WHAT YOU WILL DO: Your response must consist of one number: how many lines in this material contain the word "becomes".

DATA EXCERPTS Block Start

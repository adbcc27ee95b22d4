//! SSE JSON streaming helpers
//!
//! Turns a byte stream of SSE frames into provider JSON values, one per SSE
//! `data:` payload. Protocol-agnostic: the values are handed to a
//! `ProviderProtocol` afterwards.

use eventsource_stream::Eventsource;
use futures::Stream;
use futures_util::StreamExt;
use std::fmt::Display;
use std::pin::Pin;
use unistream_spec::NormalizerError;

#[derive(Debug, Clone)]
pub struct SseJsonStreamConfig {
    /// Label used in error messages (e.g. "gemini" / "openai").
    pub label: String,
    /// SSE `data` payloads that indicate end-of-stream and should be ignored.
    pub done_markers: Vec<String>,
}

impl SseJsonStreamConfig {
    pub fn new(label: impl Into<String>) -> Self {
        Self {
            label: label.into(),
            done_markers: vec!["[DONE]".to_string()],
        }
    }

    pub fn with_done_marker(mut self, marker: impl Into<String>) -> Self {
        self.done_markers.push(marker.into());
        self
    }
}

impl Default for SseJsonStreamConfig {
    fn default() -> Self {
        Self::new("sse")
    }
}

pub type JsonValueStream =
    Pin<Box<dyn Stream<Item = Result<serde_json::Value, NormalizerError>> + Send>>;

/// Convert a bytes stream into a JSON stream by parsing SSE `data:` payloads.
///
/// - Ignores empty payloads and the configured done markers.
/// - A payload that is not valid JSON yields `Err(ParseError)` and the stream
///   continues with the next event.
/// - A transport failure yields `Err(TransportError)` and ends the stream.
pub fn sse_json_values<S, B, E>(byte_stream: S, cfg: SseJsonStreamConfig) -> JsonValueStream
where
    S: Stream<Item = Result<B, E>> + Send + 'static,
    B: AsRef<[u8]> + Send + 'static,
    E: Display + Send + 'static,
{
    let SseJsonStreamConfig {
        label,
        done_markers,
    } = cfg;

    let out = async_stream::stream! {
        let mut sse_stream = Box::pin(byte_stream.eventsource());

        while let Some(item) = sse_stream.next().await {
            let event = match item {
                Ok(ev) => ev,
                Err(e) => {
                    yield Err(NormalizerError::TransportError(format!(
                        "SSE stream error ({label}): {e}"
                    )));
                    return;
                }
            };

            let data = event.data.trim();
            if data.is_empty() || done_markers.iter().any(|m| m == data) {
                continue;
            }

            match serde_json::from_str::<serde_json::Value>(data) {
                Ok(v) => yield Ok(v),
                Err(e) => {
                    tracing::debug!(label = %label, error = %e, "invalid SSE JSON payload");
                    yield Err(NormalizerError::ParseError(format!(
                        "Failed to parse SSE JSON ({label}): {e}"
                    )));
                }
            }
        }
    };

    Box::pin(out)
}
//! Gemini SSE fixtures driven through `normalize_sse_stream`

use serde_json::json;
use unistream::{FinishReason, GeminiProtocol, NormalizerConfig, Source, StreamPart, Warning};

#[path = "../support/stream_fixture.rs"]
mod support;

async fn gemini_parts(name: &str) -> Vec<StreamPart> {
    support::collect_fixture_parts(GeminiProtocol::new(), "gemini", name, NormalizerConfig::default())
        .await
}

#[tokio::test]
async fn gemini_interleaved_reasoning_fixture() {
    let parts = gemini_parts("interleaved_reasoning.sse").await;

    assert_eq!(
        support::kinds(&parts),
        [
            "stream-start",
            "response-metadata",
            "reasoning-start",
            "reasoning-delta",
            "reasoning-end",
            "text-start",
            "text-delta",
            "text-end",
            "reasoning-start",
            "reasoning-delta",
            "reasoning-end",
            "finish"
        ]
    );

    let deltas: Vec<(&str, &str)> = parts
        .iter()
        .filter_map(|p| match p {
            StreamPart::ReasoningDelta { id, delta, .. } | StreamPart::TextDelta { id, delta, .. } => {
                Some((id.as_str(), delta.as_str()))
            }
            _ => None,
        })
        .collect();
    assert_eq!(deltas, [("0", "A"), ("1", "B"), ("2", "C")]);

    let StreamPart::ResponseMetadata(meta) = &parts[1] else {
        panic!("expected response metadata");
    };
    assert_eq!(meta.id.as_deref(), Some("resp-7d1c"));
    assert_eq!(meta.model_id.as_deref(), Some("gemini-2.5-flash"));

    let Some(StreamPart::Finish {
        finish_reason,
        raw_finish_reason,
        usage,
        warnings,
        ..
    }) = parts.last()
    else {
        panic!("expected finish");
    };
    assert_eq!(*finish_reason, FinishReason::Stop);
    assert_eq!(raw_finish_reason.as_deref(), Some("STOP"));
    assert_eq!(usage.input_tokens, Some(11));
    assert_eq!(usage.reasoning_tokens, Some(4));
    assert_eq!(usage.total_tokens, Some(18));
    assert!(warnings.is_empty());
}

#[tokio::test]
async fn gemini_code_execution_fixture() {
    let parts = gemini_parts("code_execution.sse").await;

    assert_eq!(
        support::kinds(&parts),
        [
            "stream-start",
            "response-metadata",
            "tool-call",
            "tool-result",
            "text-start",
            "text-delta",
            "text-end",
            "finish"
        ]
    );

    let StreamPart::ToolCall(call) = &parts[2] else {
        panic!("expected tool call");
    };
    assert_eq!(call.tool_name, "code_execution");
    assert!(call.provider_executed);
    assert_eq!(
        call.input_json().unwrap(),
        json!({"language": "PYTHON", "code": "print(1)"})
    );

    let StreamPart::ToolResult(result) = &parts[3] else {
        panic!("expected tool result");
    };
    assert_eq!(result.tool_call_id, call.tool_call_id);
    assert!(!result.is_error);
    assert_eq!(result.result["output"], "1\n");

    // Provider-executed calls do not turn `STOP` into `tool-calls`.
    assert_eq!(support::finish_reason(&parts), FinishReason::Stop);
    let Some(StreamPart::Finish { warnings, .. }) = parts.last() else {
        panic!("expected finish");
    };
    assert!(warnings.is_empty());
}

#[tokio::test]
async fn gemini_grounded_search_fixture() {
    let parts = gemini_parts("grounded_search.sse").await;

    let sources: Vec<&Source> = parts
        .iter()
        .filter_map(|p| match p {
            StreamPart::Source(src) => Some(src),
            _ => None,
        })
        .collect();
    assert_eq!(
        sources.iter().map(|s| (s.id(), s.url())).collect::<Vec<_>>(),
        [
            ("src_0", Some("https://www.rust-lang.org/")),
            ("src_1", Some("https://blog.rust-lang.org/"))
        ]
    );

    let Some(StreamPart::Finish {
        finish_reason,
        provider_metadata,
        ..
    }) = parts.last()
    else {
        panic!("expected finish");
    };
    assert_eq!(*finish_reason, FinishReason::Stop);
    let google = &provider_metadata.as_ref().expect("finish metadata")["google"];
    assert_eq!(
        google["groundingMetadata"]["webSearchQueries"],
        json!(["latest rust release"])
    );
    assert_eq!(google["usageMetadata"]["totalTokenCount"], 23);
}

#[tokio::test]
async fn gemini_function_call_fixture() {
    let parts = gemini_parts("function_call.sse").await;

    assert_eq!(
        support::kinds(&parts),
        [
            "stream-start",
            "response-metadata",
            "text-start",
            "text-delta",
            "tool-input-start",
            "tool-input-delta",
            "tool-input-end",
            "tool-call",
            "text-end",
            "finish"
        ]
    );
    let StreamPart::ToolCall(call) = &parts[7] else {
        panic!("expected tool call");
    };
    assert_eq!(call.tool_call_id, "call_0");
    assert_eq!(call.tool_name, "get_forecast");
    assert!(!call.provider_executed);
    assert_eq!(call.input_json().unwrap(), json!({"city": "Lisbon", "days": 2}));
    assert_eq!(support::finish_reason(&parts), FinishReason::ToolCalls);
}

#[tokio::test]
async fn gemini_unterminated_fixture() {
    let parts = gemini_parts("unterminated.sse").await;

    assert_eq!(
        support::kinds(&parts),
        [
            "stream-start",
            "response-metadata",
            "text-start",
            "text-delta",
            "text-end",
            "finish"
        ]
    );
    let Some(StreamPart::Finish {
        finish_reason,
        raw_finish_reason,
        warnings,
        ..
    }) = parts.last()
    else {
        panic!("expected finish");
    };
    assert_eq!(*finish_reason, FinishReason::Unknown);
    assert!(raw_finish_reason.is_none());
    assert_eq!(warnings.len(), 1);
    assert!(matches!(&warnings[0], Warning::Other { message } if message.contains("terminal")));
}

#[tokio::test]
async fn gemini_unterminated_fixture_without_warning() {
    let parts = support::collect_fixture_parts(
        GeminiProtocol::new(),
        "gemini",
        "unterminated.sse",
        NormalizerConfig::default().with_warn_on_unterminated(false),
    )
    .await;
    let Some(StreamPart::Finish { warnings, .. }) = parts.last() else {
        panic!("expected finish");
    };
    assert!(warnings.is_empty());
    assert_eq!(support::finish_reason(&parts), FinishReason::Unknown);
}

DATA EXCERPTS Block End
DATA EXCERPTS Block Start

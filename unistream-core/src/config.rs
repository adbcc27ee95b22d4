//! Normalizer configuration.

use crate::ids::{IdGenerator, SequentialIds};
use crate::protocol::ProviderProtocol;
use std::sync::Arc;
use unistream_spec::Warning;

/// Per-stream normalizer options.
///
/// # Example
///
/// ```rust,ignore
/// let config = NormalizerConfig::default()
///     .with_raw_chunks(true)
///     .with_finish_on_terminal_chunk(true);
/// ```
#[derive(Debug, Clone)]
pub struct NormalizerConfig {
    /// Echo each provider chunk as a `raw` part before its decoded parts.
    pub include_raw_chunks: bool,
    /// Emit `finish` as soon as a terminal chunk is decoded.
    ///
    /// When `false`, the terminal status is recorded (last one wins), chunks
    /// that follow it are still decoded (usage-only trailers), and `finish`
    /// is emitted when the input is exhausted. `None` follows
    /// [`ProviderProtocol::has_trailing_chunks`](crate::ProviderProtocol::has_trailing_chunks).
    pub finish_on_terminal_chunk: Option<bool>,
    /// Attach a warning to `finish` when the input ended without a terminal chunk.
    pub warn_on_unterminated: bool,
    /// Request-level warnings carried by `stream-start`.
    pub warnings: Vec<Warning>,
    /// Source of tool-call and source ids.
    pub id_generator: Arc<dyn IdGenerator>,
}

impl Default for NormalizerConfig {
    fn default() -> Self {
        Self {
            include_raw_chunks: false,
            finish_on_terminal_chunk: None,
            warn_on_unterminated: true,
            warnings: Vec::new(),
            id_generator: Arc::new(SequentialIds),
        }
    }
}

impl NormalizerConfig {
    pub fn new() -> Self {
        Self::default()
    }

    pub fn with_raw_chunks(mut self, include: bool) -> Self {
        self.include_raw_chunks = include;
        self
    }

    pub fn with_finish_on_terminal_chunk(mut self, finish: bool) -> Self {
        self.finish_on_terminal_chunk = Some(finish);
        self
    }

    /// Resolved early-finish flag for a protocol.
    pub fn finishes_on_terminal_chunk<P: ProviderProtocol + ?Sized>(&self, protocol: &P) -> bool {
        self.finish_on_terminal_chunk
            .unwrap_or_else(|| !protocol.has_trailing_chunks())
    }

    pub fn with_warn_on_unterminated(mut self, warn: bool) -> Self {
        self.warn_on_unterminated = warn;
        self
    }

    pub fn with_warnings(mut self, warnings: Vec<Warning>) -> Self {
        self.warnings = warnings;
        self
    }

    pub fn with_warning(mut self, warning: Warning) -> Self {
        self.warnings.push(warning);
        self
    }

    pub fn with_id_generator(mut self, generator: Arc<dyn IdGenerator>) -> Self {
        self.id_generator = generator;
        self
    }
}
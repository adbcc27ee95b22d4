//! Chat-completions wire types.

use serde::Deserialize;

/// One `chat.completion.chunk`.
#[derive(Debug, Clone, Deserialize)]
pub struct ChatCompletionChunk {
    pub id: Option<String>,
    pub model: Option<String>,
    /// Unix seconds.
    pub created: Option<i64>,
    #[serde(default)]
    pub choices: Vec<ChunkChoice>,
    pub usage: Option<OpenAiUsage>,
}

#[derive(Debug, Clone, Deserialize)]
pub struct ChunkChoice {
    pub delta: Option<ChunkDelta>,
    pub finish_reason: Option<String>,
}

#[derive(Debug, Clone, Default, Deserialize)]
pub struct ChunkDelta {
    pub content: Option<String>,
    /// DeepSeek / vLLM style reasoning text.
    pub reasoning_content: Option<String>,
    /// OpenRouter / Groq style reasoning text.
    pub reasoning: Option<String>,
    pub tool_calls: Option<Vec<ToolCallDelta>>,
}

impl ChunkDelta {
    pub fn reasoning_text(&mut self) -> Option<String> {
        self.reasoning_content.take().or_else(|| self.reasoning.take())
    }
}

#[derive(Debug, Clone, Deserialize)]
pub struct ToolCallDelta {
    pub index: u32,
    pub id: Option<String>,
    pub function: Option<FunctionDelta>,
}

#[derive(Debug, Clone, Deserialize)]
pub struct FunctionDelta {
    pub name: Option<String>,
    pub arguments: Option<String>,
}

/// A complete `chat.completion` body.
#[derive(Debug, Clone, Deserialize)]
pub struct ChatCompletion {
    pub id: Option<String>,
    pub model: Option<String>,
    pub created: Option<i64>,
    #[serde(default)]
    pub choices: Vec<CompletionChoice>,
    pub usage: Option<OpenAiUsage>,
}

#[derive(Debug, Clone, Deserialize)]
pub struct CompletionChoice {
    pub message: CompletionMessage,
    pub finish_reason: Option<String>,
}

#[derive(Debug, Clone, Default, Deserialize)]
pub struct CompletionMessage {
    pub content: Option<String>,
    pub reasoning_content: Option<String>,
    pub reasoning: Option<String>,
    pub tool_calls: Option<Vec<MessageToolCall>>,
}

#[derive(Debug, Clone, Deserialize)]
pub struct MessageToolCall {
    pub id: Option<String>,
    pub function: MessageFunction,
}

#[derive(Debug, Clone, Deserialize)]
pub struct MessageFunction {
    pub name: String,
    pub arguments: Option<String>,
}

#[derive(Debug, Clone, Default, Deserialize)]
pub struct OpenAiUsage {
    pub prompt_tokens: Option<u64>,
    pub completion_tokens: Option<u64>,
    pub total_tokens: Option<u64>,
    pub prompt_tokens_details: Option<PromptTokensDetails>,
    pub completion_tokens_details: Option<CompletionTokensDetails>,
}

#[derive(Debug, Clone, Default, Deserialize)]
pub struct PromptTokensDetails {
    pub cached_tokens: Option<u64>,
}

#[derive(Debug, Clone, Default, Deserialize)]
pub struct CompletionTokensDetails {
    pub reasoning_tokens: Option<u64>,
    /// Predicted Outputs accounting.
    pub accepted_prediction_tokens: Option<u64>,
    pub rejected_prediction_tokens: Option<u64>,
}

DATA EXCERPTS Block End
DATA EXCERPTS Block Start

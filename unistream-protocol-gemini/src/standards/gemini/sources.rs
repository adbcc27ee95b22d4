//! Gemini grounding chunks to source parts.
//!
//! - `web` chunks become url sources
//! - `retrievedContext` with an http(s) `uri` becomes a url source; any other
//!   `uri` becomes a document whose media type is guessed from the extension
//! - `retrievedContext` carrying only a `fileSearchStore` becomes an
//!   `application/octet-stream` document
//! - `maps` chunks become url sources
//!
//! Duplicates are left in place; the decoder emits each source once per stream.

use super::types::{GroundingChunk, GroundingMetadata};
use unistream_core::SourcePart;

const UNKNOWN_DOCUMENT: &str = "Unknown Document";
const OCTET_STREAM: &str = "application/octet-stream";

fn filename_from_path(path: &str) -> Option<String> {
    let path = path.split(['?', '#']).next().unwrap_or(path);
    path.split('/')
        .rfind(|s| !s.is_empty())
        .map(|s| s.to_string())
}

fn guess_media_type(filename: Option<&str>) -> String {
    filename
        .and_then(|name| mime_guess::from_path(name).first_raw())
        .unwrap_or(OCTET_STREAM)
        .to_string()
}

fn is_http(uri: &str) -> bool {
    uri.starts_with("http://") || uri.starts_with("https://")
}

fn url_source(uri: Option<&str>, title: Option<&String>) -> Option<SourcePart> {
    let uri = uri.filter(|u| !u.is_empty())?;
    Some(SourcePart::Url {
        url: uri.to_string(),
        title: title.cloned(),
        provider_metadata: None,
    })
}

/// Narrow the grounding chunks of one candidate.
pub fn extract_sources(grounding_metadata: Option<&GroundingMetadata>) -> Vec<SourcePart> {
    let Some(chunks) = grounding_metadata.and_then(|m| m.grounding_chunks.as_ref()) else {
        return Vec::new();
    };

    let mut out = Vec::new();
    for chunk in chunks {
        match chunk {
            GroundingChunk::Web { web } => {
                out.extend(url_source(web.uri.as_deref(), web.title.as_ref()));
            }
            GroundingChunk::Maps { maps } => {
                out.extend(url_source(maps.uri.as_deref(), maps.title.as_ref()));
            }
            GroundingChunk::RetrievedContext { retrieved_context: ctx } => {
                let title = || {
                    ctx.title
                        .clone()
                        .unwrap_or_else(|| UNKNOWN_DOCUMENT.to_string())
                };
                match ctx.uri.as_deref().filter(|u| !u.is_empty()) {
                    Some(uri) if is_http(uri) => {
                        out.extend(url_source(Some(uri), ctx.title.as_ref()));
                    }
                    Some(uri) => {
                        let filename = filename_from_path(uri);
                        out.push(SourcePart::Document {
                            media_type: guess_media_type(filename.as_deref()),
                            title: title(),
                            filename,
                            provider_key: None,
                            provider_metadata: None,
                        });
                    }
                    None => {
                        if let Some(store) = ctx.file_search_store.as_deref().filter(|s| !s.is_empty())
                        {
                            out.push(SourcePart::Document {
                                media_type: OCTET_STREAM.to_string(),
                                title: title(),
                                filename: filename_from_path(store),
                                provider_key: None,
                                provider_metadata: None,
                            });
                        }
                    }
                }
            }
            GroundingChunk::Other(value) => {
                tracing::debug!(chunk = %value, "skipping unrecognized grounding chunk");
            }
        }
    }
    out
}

DATA EXCERPTS Block End

FINISHED EXERCISE: 3